DATA SHOWN: Begin

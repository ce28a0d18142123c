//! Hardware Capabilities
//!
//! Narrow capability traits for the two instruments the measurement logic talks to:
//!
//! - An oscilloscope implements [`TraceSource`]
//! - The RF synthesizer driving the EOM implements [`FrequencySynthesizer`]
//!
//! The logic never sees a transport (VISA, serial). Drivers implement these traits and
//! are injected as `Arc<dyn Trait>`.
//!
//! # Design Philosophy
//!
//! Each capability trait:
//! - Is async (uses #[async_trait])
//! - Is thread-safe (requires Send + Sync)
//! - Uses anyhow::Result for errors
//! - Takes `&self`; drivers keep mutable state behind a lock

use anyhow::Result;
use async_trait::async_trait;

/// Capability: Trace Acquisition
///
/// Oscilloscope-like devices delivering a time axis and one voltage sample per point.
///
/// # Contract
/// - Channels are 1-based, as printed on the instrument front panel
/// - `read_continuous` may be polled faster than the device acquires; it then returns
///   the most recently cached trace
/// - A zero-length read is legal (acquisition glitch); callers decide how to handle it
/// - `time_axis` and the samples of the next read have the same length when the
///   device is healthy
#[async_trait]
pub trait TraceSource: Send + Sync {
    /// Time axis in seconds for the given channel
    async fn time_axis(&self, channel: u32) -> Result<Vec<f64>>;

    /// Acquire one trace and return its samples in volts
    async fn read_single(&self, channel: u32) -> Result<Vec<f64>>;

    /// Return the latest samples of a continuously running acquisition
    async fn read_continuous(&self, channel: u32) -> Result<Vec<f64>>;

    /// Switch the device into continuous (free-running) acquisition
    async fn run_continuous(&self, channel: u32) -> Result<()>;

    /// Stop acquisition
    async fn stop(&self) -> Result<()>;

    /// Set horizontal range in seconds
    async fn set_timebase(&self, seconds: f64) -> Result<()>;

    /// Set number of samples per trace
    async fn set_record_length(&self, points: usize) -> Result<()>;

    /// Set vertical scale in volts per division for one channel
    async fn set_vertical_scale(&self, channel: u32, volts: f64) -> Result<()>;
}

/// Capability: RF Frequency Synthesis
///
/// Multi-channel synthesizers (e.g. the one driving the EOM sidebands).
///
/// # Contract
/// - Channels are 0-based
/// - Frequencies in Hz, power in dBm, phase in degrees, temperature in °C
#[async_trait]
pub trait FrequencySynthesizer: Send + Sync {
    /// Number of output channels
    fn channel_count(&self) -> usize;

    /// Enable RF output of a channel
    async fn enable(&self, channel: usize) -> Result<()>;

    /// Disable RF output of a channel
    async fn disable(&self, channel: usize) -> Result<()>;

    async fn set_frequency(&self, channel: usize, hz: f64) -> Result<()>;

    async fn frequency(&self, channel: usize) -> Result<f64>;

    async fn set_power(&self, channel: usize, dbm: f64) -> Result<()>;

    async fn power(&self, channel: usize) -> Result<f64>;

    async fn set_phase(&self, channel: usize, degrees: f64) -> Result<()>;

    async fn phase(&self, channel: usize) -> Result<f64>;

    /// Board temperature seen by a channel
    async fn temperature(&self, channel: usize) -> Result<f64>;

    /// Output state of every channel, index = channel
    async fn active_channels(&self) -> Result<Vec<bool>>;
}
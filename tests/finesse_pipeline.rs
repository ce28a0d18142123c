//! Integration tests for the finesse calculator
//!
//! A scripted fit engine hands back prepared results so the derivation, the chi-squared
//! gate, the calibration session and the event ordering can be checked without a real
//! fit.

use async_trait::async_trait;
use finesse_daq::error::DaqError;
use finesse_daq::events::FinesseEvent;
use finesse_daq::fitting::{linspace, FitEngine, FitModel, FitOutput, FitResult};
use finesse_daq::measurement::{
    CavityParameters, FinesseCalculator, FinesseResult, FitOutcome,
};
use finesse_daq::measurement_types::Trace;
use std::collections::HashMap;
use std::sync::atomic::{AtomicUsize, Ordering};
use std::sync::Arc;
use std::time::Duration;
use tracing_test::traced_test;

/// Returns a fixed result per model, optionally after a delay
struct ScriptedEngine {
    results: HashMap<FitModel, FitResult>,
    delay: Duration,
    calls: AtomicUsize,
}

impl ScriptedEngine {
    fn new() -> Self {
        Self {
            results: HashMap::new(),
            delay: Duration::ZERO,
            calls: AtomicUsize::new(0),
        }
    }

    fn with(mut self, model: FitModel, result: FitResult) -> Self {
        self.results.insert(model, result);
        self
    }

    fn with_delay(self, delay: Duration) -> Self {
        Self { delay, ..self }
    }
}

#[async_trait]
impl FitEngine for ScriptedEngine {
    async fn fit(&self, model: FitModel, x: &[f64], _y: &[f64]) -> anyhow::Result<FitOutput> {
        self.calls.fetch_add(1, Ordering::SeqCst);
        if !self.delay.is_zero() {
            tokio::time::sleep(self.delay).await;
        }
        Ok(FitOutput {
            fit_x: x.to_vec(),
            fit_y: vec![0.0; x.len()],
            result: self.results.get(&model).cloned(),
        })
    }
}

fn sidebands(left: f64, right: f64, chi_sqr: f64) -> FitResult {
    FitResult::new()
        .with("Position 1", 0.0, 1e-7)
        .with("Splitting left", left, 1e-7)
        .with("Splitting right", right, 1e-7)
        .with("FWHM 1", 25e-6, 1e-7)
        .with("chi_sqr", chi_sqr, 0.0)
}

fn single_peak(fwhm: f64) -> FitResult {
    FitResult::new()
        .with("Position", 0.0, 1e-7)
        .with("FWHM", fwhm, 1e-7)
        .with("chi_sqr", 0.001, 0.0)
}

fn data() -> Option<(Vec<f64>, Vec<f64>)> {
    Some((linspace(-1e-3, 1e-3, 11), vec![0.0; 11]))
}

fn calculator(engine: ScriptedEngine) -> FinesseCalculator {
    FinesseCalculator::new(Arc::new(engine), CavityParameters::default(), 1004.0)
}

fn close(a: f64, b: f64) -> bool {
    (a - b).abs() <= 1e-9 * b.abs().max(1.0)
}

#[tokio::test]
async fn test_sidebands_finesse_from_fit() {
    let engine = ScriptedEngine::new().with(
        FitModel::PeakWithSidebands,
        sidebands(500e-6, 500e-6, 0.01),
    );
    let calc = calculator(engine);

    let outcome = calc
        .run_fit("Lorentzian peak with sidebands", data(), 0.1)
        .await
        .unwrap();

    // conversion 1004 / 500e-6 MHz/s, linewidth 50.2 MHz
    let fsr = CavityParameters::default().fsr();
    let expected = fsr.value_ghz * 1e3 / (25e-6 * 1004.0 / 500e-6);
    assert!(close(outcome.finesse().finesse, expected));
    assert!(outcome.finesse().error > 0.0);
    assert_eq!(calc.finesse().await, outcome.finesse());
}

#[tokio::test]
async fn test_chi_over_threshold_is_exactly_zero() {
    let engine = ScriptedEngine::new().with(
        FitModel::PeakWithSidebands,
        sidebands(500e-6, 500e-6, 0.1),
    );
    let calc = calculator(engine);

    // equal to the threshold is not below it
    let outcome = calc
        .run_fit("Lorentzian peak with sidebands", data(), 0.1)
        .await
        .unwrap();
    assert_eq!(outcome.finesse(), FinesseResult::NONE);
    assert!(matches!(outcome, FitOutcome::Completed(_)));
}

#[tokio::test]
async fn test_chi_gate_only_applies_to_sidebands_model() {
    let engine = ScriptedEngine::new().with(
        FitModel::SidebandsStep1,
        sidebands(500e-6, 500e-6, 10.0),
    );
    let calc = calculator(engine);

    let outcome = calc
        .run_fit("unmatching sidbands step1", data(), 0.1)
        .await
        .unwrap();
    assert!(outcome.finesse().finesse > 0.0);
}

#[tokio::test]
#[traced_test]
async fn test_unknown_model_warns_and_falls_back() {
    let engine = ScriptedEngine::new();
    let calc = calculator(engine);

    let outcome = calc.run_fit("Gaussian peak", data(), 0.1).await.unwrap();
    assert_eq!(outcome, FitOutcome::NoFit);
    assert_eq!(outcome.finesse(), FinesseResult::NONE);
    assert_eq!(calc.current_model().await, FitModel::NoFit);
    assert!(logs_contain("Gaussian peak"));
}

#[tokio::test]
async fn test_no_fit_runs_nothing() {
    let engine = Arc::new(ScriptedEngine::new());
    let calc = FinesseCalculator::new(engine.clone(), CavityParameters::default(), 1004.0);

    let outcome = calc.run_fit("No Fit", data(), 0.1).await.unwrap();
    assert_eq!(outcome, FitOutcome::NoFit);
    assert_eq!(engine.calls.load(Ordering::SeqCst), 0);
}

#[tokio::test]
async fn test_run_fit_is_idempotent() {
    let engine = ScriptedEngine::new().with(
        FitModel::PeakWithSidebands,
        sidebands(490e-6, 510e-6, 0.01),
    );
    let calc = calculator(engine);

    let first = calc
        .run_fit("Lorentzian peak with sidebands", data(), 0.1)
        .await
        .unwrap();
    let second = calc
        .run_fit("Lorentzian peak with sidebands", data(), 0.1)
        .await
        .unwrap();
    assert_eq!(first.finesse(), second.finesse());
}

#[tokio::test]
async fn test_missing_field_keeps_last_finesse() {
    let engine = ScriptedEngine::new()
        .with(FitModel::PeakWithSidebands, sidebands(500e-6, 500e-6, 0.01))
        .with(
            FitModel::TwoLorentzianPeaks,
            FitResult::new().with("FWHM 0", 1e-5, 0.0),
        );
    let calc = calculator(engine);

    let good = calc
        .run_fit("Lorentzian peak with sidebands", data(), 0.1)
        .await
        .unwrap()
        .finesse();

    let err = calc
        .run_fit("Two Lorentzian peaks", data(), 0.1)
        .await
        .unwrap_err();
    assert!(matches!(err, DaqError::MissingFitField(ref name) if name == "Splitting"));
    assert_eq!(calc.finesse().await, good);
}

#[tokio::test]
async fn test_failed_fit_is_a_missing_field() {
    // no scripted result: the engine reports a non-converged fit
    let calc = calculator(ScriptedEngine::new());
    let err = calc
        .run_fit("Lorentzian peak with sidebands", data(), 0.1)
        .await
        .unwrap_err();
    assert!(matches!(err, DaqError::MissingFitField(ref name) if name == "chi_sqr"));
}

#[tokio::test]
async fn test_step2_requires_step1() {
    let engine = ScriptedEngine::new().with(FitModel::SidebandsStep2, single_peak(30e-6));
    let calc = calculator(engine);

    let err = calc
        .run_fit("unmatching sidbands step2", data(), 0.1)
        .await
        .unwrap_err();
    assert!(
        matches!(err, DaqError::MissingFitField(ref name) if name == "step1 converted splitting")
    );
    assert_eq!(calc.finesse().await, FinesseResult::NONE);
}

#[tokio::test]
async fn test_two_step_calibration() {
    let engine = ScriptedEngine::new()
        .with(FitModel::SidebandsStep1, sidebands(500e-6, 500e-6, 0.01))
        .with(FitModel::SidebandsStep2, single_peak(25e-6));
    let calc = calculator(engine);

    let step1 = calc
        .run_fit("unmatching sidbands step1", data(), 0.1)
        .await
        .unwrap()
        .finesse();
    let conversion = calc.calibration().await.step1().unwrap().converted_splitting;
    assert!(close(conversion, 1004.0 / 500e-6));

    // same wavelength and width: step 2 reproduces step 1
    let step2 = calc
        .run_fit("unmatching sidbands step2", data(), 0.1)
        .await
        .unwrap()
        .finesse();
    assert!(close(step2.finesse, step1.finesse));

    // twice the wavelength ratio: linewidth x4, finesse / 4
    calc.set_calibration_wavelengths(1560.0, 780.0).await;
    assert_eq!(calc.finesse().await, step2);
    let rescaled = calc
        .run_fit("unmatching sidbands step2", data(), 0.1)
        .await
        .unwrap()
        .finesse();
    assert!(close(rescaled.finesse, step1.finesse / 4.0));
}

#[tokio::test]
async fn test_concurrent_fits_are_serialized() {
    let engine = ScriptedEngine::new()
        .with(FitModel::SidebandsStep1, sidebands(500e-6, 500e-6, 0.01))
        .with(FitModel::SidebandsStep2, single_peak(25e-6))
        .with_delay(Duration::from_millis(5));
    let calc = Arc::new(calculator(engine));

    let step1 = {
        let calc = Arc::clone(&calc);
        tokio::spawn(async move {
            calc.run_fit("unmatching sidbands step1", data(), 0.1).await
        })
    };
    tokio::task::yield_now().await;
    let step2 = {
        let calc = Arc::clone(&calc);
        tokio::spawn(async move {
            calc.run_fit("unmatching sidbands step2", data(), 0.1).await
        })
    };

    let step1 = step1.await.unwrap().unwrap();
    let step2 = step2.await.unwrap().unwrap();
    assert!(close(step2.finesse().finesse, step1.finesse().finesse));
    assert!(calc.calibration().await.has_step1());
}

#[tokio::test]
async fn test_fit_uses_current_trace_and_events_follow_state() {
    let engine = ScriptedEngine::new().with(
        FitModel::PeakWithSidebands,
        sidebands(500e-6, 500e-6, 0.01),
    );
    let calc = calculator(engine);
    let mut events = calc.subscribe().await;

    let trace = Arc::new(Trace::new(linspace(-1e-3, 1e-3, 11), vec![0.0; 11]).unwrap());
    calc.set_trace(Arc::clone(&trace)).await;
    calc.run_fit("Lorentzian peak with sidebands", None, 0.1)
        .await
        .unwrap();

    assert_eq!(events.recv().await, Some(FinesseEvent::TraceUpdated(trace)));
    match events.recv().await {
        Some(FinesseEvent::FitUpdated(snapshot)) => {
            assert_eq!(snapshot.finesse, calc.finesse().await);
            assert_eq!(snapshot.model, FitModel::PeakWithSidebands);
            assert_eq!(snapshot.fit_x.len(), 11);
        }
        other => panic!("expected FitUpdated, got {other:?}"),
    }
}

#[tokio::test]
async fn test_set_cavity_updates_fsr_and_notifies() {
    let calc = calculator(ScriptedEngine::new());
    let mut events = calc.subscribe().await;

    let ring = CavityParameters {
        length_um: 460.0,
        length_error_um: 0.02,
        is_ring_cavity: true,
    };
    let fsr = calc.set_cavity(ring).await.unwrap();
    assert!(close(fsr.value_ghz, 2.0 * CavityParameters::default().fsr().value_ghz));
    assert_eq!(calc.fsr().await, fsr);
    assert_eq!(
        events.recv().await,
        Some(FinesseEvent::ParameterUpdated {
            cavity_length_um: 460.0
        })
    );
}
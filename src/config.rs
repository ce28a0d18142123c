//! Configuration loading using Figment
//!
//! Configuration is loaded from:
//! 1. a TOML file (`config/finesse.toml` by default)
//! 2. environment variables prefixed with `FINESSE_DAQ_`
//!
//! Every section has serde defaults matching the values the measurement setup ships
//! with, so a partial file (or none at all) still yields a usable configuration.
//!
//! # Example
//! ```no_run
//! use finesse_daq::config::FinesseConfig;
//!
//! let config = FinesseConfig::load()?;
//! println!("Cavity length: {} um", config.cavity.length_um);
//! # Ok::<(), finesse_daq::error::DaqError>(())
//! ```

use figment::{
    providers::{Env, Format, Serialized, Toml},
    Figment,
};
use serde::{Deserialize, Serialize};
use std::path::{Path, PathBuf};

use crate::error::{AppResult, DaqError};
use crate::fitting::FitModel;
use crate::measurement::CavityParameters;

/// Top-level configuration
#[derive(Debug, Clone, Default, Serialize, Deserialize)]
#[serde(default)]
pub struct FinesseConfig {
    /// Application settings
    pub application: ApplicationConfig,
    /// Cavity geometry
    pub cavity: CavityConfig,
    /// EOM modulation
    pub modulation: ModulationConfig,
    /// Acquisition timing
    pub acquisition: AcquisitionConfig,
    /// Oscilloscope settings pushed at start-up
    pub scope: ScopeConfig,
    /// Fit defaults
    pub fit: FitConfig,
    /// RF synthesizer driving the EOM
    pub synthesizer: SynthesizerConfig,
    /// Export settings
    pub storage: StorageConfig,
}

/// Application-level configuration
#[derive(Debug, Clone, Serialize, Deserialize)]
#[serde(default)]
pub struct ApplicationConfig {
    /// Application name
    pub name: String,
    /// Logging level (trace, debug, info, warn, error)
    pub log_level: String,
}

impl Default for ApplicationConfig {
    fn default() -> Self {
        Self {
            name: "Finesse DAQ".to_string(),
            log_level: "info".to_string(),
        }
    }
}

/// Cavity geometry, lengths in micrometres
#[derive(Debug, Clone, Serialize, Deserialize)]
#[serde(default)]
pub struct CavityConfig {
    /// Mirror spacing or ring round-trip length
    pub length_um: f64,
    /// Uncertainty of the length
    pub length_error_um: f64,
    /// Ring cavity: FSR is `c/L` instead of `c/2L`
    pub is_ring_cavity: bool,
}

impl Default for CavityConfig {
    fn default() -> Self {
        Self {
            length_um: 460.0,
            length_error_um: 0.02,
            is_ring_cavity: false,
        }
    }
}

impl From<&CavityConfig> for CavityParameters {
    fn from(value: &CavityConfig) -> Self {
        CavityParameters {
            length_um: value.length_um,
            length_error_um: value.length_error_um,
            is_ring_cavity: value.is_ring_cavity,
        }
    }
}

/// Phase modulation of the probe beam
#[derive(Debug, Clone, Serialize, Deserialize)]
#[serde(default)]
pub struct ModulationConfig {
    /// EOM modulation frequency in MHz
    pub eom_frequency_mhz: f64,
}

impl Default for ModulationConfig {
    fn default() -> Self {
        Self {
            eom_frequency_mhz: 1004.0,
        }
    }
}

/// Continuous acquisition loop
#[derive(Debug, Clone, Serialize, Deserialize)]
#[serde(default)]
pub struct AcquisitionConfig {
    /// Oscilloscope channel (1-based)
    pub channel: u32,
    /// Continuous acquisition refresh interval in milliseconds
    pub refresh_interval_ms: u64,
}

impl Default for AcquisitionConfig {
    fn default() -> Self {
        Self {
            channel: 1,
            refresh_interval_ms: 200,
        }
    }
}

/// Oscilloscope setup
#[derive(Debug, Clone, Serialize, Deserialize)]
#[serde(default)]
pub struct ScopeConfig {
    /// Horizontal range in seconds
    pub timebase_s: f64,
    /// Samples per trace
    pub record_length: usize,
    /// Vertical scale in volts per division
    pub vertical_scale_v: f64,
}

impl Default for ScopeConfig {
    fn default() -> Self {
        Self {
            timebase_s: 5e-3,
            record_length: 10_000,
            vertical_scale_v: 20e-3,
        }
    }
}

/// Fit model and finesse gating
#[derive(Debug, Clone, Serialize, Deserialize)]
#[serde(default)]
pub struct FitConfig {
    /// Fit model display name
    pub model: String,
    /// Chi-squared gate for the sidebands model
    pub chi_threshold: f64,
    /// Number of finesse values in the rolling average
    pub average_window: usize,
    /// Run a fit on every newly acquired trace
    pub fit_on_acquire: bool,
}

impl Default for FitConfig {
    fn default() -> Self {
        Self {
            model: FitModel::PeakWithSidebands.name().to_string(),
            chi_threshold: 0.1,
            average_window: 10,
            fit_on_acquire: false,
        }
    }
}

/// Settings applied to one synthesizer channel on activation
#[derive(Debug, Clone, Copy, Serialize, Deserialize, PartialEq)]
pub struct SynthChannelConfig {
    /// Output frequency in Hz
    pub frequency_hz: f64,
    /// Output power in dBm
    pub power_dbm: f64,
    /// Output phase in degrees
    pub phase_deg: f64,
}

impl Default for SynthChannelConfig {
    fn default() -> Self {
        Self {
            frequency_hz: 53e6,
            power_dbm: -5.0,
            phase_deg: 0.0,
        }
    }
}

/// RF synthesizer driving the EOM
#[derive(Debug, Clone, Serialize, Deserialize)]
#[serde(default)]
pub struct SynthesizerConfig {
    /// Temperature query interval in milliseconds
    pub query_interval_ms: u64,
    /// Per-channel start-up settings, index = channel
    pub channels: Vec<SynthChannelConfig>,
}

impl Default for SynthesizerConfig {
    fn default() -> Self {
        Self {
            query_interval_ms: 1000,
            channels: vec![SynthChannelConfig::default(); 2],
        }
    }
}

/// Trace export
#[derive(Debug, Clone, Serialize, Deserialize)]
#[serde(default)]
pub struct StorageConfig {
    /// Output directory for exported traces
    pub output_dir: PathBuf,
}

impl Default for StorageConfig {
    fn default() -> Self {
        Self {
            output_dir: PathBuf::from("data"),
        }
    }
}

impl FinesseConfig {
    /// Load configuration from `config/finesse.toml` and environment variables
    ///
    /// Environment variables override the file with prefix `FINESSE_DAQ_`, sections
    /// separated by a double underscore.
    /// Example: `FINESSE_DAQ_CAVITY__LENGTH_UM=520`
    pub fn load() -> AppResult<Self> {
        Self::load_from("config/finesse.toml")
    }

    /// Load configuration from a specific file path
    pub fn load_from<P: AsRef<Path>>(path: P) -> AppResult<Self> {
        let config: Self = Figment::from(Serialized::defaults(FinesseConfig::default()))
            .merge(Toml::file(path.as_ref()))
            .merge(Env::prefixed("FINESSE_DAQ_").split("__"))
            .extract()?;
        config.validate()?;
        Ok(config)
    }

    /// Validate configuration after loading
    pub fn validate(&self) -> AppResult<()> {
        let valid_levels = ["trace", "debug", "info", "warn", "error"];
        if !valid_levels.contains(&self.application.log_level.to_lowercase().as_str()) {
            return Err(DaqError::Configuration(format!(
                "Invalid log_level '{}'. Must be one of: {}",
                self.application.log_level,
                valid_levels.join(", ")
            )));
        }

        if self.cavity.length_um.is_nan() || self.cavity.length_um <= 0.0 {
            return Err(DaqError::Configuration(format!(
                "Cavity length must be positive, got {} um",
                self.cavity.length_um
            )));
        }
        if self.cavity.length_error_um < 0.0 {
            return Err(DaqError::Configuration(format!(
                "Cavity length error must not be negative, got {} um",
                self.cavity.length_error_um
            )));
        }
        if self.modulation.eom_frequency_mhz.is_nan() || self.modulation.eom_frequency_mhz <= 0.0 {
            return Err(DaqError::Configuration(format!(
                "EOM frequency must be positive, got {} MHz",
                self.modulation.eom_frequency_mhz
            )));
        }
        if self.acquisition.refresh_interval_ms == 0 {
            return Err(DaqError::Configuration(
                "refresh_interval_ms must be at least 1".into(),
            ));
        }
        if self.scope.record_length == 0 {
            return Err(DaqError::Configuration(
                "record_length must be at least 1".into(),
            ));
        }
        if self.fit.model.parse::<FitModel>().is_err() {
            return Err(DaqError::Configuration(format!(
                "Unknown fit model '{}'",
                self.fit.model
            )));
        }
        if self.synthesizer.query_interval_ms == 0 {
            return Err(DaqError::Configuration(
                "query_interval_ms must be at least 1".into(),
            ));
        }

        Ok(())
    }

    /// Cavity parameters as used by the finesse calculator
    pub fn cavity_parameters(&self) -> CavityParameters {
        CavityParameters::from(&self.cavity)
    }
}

DATA SHOWN: End

TASK DESCRIPTION → Where a line of the records has the string "FitConfig", return that line.

OUTPUT BELOW →
    pub fit: FitConfig,
pub struct FitConfig {
impl Default for FitConfig {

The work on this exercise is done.